Chris Pizzello / Invision / AP
LOS ANGELES (AP) – Gavin MacLeod, the veteran supporting actor who rose to fame as Murray Slaughter, the sardonic television news writer on the Mary Tyler Moore Show, before becoming the cheerful Capt. Stubing on The Love Boat became even more popular. died. He was 90 years old.
MacLeod died early Saturday, said his nephew Mark See diversity. MacLeod’s health had been poor recently, but no cause of death was given, the journal reported.
Known to sitcom fans for his bald head and big smile, MacLeod worked nearly anonymously for more than a decade, appearing in dozens of television shows and in several films before taking on his role as Mary Tyler Moore in 1970.
He had originally tested for Moore’s TV boss Lou Grant, a part that went to Ed Asner. When MacLeod realized he wasn’t right to play the boisterous, quick-tempered TV news editor, he asked if he could try the clever TV news writer instead. His jokes were often at the expense of the idiot presenter Ted Baxter.

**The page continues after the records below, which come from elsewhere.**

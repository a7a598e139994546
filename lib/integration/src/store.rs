//! Datastore abstraction for integration configs and tenant connections.

use crate::error::StoreError;
use crate::model::{Connection, IntegrationConfig};
use async_trait::async_trait;
use chrono::{DateTime, Utc};
use easemail_core::{ConnectionId, IntegrationId, TenantId};
use rootcause::prelude::Report;
use tokio_util::sync::CancellationToken;

/// Everything the list broker needs for one tenant, read together.
#[derive(Debug, Clone, Default)]
pub struct TenantSnapshot {
    /// Every platform config row.
    pub configs: Vec<IntegrationConfig>,
    /// The tenant's active connections.
    pub connections: Vec<Connection>,
}

/// Persistence for [`IntegrationConfig`] and [`Connection`] records.
#[async_trait]
pub trait IntegrationStore: Send + Sync {
    /// Returns the platform config for an integration.
    async fn find_config(
        &self,
        integration_id: &IntegrationId,
    ) -> Result<Option<IntegrationConfig>, Report<StoreError>>;

    /// Returns every platform config.
    async fn list_configs(&self) -> Result<Vec<IntegrationConfig>, Report<StoreError>>;

    /// Inserts or replaces a platform config.
    async fn upsert_config(&self, config: &IntegrationConfig) -> Result<(), Report<StoreError>>;

    /// Returns a tenant's active connections, optionally for one integration.
    async fn list_active_connections(
        &self,
        tenant_id: &TenantId,
        integration_id: Option<&IntegrationId>,
    ) -> Result<Vec<Connection>, Report<StoreError>>;

    /// Returns a connection by id, including soft-deleted ones.
    async fn find_connection(
        &self,
        id: ConnectionId,
    ) -> Result<Option<Connection>, Report<StoreError>>;

    /// Inserts a new connection.
    async fn insert_connection(&self, connection: &Connection) -> Result<(), Report<StoreError>>;

    /// Overwrites a connection's mutable fields.
    async fn update_connection(&self, connection: &Connection) -> Result<(), Report<StoreError>>;

    /// Sets a connection's `last_used_at`.
    async fn touch_last_used(
        &self,
        id: ConnectionId,
        at: DateTime<Utc>,
    ) -> Result<(), Report<StoreError>>;

    /// Reads configs and the tenant's active connections.
    ///
    /// Implementations must stop work and return [`StoreError::Cancelled`]
    /// once `cancel` fires.
    async fn tenant_snapshot(
        &self,
        tenant_id: &TenantId,
        cancel: CancellationToken,
    ) -> Result<TenantSnapshot, Report<StoreError>>;
}
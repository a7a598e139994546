//! Centralized server configuration.
//!
//! Loaded via the `config` crate from environment variables, with `__`
//! separating nested keys (`BROKER__CACHE_TTL_SECONDS`,
//! `OAUTH__MSGRAPH__CLIENT_ID`).

use easemail_integration::{BrokerConfig, OAuthClientConfig};
use serde::Deserialize;
use std::collections::HashMap;
use std::time::Duration;

/// Server configuration.
#[derive(Debug, Deserialize)]
pub struct ServerConfig {
    /// PostgreSQL database connection URL.
    pub database_url: String,

    /// Address the HTTP listener binds to.
    #[serde(default = "default_bind_addr")]
    pub bind_addr: String,

    /// Credential vault configuration.
    pub vault: VaultConfig,

    /// Listing cache and timeout tunables.
    #[serde(default)]
    pub broker: BrokerSettings,

    /// Live validation tunables.
    #[serde(default)]
    pub validator: ValidatorSettings,

    /// OAuth clients keyed by integration id.
    #[serde(default)]
    pub oauth: HashMap<String, OAuthClientSettings>,
}

#[derive(Deserialize)]
pub struct VaultConfig {
    /// Base64 of the 32-byte AES-256 master key.
    pub master_key: String,
}

impl std::fmt::Debug for VaultConfig {
    fn fmt(&self, f: &mut std::fmt::Formatter<'_>) -> std::fmt::Result {
        f.debug_struct("VaultConfig")
            .field("master_key", &"[REDACTED]")
            .finish()
    }
}

/// Broker tunables.
#[derive(Debug, Clone, Deserialize)]
pub struct BrokerSettings {
    #[serde(default = "default_cache_ttl_seconds")]
    pub cache_ttl_seconds: u64,

    /// Hard limit on the listing query. Past it the listing degrades.
    #[serde(default = "default_query_timeout_seconds")]
    pub query_timeout_seconds: u64,

    #[serde(default = "default_retry_after_seconds")]
    pub retry_after_seconds: u64,

    #[serde(default = "default_cache_max_tenants")]
    pub cache_max_tenants: u64,
}

fn default_bind_addr() -> String {
    "0.0.0.0:3000".to_string()
}

fn default_cache_ttl_seconds() -> u64 {
    10
}

fn default_query_timeout_seconds() -> u64 {
    8
}

fn default_retry_after_seconds() -> u64 {
    10
}

fn default_cache_max_tenants() -> u64 {
    10_000
}

impl Default for BrokerSettings {
    fn default() -> Self {
        Self {
            cache_ttl_seconds: default_cache_ttl_seconds(),
            query_timeout_seconds: default_query_timeout_seconds(),
            retry_after_seconds: default_retry_after_seconds(),
            cache_max_tenants: default_cache_max_tenants(),
        }
    }
}

impl BrokerSettings {
    #[must_use]
    pub fn to_broker_config(&self) -> BrokerConfig {
        BrokerConfig {
            cache_ttl: Duration::from_secs(self.cache_ttl_seconds),
            query_timeout: Duration::from_secs(self.query_timeout_seconds),
            retry_after_secs: self.retry_after_seconds,
            cache_max_tenants: self.cache_max_tenants,
        }
    }
}

/// Validator tunables.
#[derive(Debug, Clone, Deserialize)]
pub struct ValidatorSettings {
    /// Timeout of each vendor probe request.
    #[serde(default = "default_request_timeout_seconds")]
    pub request_timeout_seconds: u64,
}

fn default_request_timeout_seconds() -> u64 {
    10
}

impl Default for ValidatorSettings {
    fn default() -> Self {
        Self {
            request_timeout_seconds: default_request_timeout_seconds(),
        }
    }
}

/// One OAuth client registration.
#[derive(Clone, Deserialize)]
pub struct OAuthClientSettings {
    pub client_id: String,
    pub client_secret: String,
    pub token_url: String,
}

impl std::fmt::Debug for OAuthClientSettings {
    fn fmt(&self, f: &mut std::fmt::Formatter<'_>) -> std::fmt::Result {
        f.debug_struct("OAuthClientSettings")
            .field("client_id", &self.client_id)
            .field("client_secret", &"[REDACTED]")
            .field("token_url", &self.token_url)
            .finish()
    }
}

impl From<OAuthClientSettings> for OAuthClientConfig {
    fn from(settings: OAuthClientSettings) -> Self {
        Self {
            client_id: settings.client_id,
            client_secret: settings.client_secret,
            token_url: settings.token_url,
        }
    }
}

impl ServerConfig {
    /// Loads configuration from environment variables.
    ///
    /// # Errors
    ///
    /// Returns an error if required configuration is missing or invalid.
    pub fn from_env() -> Result<Self, config::ConfigError> {
        Self::from_environment(config::Environment::default())
    }

    fn from_environment(environment: config::Environment) -> Result<Self, config::ConfigError> {
        config::Config::builder()
            .add_source(environment.separator("__").try_parsing(true))
            .build()?
            .try_deserialize()
    }
}
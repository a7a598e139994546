//! Static catalog of supported integrations.
//!
//! Entries are immutable and built once at process start. Platform
//! configuration and tenant connections layer on top of them.

use crate::auth::AuthScheme;
use crate::model::IntegrationMode;
use easemail_core::IntegrationId;
use serde::Serialize;
use serde_json::{Value as JsonValue, json};
use std::fmt;

/// Grouping shown in the dashboard.
#[derive(Debug, Clone, Copy, PartialEq, Eq, Hash, PartialOrd, Ord, Serialize)]
#[serde(rename_all = "snake_case")]
pub enum Category {
    Ai,
    Payments,
    Crm,
    Productivity,
    Voice,
    Legal,
    Email,
    Calendar,
    Communication,
}

impl Category {
    /// Every category, in display order.
    pub const ALL: [Category; 9] = [
        Category::Ai,
        Category::Payments,
        Category::Crm,
        Category::Productivity,
        Category::Voice,
        Category::Legal,
        Category::Email,
        Category::Calendar,
        Category::Communication,
    ];

    /// Returns the wire representation.
    #[must_use]
    pub fn as_str(&self) -> &'static str {
        match self {
            Self::Ai => "ai",
            Self::Payments => "payments",
            Self::Crm => "crm",
            Self::Productivity => "productivity",
            Self::Voice => "voice",
            Self::Legal => "legal",
            Self::Email => "email",
            Self::Calendar => "calendar",
            Self::Communication => "communication",
        }
    }
}

impl fmt::Display for Category {
    fn fmt(&self, f: &mut fmt::Formatter<'_>) -> fmt::Result {
        f.write_str(self.as_str())
    }
}

/// How tenants authenticate with the vendor.
#[derive(Debug, Clone, Copy, PartialEq, Eq, Serialize)]
#[serde(rename_all = "snake_case")]
pub enum AuthType {
    ApiKey,
    Oauth2,
}

/// Input kind of a credential field.
#[derive(Debug, Clone, Copy, PartialEq, Eq, Serialize)]
#[serde(rename_all = "snake_case")]
pub enum FieldType {
    Text,
    Password,
    Url,
}

/// One field of an integration's credential form.
#[derive(Debug, Clone, Serialize)]
#[serde(rename_all = "camelCase")]
pub struct CredentialField {
    pub key: &'static str,
    pub label: &'static str,
    #[serde(rename = "type")]
    pub field_type: FieldType,
    pub required: bool,
}

impl CredentialField {
    /// A required secret field.
    #[must_use]
    pub const fn secret(key: &'static str, label: &'static str) -> Self {
        Self {
            key,
            label,
            field_type: FieldType::Password,
            required: true,
        }
    }

    /// A required plain-text field.
    #[must_use]
    pub const fn text(key: &'static str, label: &'static str) -> Self {
        Self {
            key,
            label,
            field_type: FieldType::Text,
            required: true,
        }
    }

    /// Marks the field optional.
    #[must_use]
    pub const fn optional(mut self) -> Self {
        self.required = false;
        self
    }
}

/// HTTP method of a REST tool.
#[derive(Debug, Clone, Copy, PartialEq, Eq, Serialize)]
#[serde(rename_all = "UPPERCASE")]
pub enum HttpMethod {
    Get,
    Post,
    Put,
    Patch,
    Delete,
}
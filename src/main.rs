use clap::Parser;
use std::process::ExitCode;
use tracing::error;
use warden::cli::{self, Cli};
use warden::{logging, Config, Supervisor};

fn main() -> ExitCode {
    let cli = Cli::parse();

    let config = match Config::load() {
        Ok(config) => config,
        Err(e) => {
            eprintln!("warden: {e:#}");
            return ExitCode::FAILURE;
        }
    };

    let supervisor = match Supervisor::new(config) {
        Ok(supervisor) => supervisor,
        Err(e) => {
            eprintln!("warden: {e}");
            return ExitCode::FAILURE;
        }
    };

    if let Err(e) = logging::init(&supervisor.config().log, supervisor.service_name()) {
        eprintln!("warden: logging disabled: {e:#}");
    }

    match cli::execute(cli.command, &supervisor) {
        Ok(code) => code,
        Err(e) => {
            error!("{e:#}");
            eprintln!("warden: {e:#}");
            ExitCode::FAILURE
        }
    }
}
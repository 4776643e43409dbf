//! Error types for the supervisor and its PID lock.

use std::io;
use std::path::PathBuf;
use thiserror::Error;

/// Failures that end a supervisor operation.
///
/// Lock-file problems are not listed here. They are logged and the
/// operation carries on without a lock (see [`LockError`]).
#[derive(Debug, Error)]
pub enum SupervisorError {
    /// The OS cannot tell us which executable we are. Nothing else can work.
    #[error("unable to determine the current executable: {0}")]
    EnvironmentUnavailable(#[source] io::Error),

    /// The executable to fork or respawn could not be found or exec'd.
    #[error("failed to launch {}: {source}", path.display())]
    TargetLaunchFailure {
        path: PathBuf,
        #[source]
        source: io::Error,
    },
}

/// Failures reading or writing the PID lock file.
#[derive(Debug, Error)]
pub enum LockError {
    #[error("lock file {}: {source}", path.display())]
    Io {
        path: PathBuf,
        #[source]
        source: io::Error,
    },

    #[error("lock file {} holds unparsable contents {contents:?}", path.display())]
    Corrupt { path: PathBuf, contents: String },
}

pub type Result<T> = std::result::Result<T, SupervisorError>;
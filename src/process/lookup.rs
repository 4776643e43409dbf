//! Executable path lookup for arbitrary PIDs.
//!
//! There is no portable way to ask the OS which binary another process is
//! running, so this is a capability with one implementation per target
//! family. Callers only rely on getting a string back, possibly empty.

use tracing::debug;

/// Resolves the executable path of a process by PID.
///
/// Implementations return an empty string when the answer is unavailable
/// (permissions, unsupported platform, process gone). An empty result is
/// "name unknown", never an error.
pub trait ExecutableLookup: Send + Sync {
    fn executable_path(&self, pid: i32) -> String;
}

/// The lookup for the platform this crate was built for.
#[derive(Debug, Default, Clone, Copy)]
pub struct PlatformLookup;

impl ExecutableLookup for PlatformLookup {
    fn executable_path(&self, pid: i32) -> String {
        if pid <= 0 {
            return String::new();
        }
        platform_executable_path(pid)
    }
}

#[cfg(target_os = "linux")]
fn platform_executable_path(pid: i32) -> String {
    match std::fs::read_link(format!("/proc/{pid}/exe")) {
        Ok(path) => path.to_string_lossy().into_owned(),
        Err(e) => {
            // exe is unreadable for other users' processes; stat is not
            debug!("readlink /proc/{pid}/exe failed: {e}");
            match std::fs::read_to_string(format!("/proc/{pid}/stat")) {
                Ok(stat) => command_name_from_stat(&stat).unwrap_or_default(),
                Err(e) => {
                    debug!("Failed to read process name for {pid}: {e}");
                    String::new()
                }
            }
        }
    }
}

#[cfg(target_os = "macos")]
fn platform_executable_path(pid: i32) -> String {
    let mut buf = vec![0u8; libc::PROC_PIDPATHINFO_MAXSIZE as usize];
    // SAFETY: buf is writable for the length passed in.
    let len = unsafe {
        libc::proc_pidpath(
            pid,
            buf.as_mut_ptr() as *mut libc::c_void,
            buf.len() as u32,
        )
    };
    if len <= 0 {
        debug!(
            "proc_pidpath({pid}) failed: {}",
            std::io::Error::last_os_error()
        );
        return String::new();
    }
    buf.truncate(len as usize);
    String::from_utf8_lossy(&buf).into_owned()
}

#[cfg(not(any(target_os = "linux", target_os = "macos")))]
fn platform_executable_path(pid: i32) -> String {
    debug!("No executable lookup on this platform (pid {pid})");
    String::new()
}

/// Pull the command name out of a `/proc/<pid>/stat` line.
///
/// The name sits between the first `(` and the *last* `)`, since the name
/// itself may contain parentheses.
#[cfg_attr(not(target_os = "linux"), allow(dead_code))]
fn command_name_from_stat(stat: &str) -> Option<String> {
    let start = stat.find('(')? + 1;
    let end = stat.rfind(')')?;
    if end < start {
        return None;
    }
    Some(stat[start..end].to_string())
}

The Mary Tyler Moore Show was a blast from the start and remains a sitcom classic. There were two spin-offs, Rhoda and Phyllis, with Valerie Harper and Cloris Leachman, who had portrayed Mary’s neighbors.
It was still top rated when Moore, who played news producer Mary Richards, decided to end it after seven seasons.
MacLeod switched to The Love Boat, a romantic comedy in which guest stars from Gene Kelly to Janet Jackson came on board for a cruise and fell in love.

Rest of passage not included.